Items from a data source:
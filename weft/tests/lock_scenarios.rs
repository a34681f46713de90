//! End-to-end address-lock scenarios.

use std::sync::{Arc, Mutex};
use std::time::Duration;

use weft::Aligned;

static SERIAL: Mutex<()> = Mutex::new(());

fn serial() -> std::sync::MutexGuard<'static, ()> {
    SERIAL.lock().unwrap_or_else(|e| e.into_inner())
}

#[test]
fn lock_unlock_roundtrip_and_redundant_unlock() {
    let _g = serial();
    weft::init(1).unwrap();

    let addr = 0x1000usize;
    weft::lock(addr).unwrap();
    weft::unlock(addr).unwrap();
    // second unlock is redundant, not a failure
    assert_eq!(weft::unlock(addr), Err(weft::WeftError::Redundant));

    weft::finalize();
}

#[test]
fn wake_order_is_fifo() {
    let _g = serial();
    weft::init(2).unwrap();

    let addr = 0x2000usize;
    let order: Arc<Mutex<Vec<u32>>> = Arc::new(Mutex::new(Vec::new()));

    // main (not a task) holds the lock while A, B, C pile up behind it
    weft::lock(addr).unwrap();

    let mut done = [0 as Aligned; 3];
    for (tag, slot) in done.iter_mut().enumerate() {
        let order = Arc::clone(&order);
        // SAFETY: each slot outlives its task (we rendezvous below).
        unsafe {
            weft::fork_to(
                move || {
                    weft::lock(addr).unwrap();
                    order.lock().unwrap().push(tag as u32);
                    weft::unlock(addr).unwrap();
                    1
                },
                slot,
                0,
            )
            .unwrap();
        }
    }

    // all three are parked on the same shepherd in arrival order
    std::thread::sleep(Duration::from_millis(100));
    weft::unlock(addr).unwrap();

    for slot in &done {
        let mut out: Aligned = 0;
        // SAFETY: reading the rendezvous words written by the tasks.
        unsafe { weft::read_ff(&mut out, slot).unwrap() };
        assert_eq!(out, 1);
    }
    assert_eq!(*order.lock().unwrap(), vec![0, 1, 2]);

    weft::finalize();
}

#[test]
fn dining_philosophers_all_eat() {
    let _g = serial();
    weft::init(3).unwrap();

    const PHILOSOPHERS: usize = 5;
    const MEALS: usize = 25;
    let fork_addr = |i: usize| 0x9000usize + 8 * (i % PHILOSOPHERS);

    let mut eaten = [0 as Aligned; PHILOSOPHERS];
    for (i, slot) in eaten.iter_mut().enumerate() {
        // SAFETY: each slot outlives its task.
        unsafe {
            weft::fork(
                move || {
                    let left = fork_addr(i);
                    let right = fork_addr(i + 1);
                    // resource ordering: lower address first
                    let (first, second) = (left.min(right), left.max(right));
                    let mut meals = 0;
                    for _ in 0..MEALS {
                        weft::lock(first).unwrap();
                        weft::lock(second).unwrap();
                        meals += 1;
                        weft::unlock(second).unwrap();
                        weft::unlock(first).unwrap();
                        weft::yield_now();
                    }
                    meals
                },
                slot,
            )
            .unwrap();
        }
    }

    for slot in &eaten {
        let mut out: Aligned = 0;
        // SAFETY: reading the rendezvous words written by the tasks.
        unsafe { weft::read_ff(&mut out, slot).unwrap() };
        assert_eq!(out, MEALS);
    }

    weft::finalize();
}

#[test]
fn plain_threads_contend_via_proxies() {
    let _g = serial();
    weft::init(1).unwrap();

    let addr = 0x3000usize;
    weft::lock(addr).unwrap();

    let waiter = std::thread::spawn(move || {
        // not a task: blocks on a MCCOY proxy until main unlocks
        weft::lock(addr).unwrap();
        weft::unlock(addr).unwrap();
        true
    });

    std::thread::sleep(Duration::from_millis(50));
    weft::unlock(addr).unwrap();
    assert!(waiter.join().unwrap());

    weft::finalize();
}

#[test]
fn tasks_and_threads_share_one_lock_namespace() {
    let _g = serial();
    weft::init(2).unwrap();

    let addr = 0x4000usize;
    let hits: Arc<Mutex<u32>> = Arc::new(Mutex::new(0));

    let mut done = [0 as Aligned; 4];
    for slot in done.iter_mut() {
        let hits = Arc::clone(&hits);
        // SAFETY: each slot outlives its task.
        unsafe {
            weft::fork(
                move || {
                    for _ in 0..50 {
                        weft::lock(addr).unwrap();
                        *hits.lock().unwrap() += 1;
                        weft::unlock(addr).unwrap();
                    }
                    1
                },
                slot,
            )
            .unwrap();
        }
    }
    for slot in &done {
        let mut out: Aligned = 0;
        // SAFETY: reading the rendezvous words written by the tasks.
        unsafe { weft::read_ff(&mut out, slot).unwrap() };
        assert_eq!(out, 1);
    }
    assert_eq!(*hits.lock().unwrap(), 200);

    weft::finalize();
}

-- Description of the task --
For each line above that includes "clone", copy the line.

-- Problem solution --
        let order = Arc::clone(&order);
        let hits = Arc::clone(&hits);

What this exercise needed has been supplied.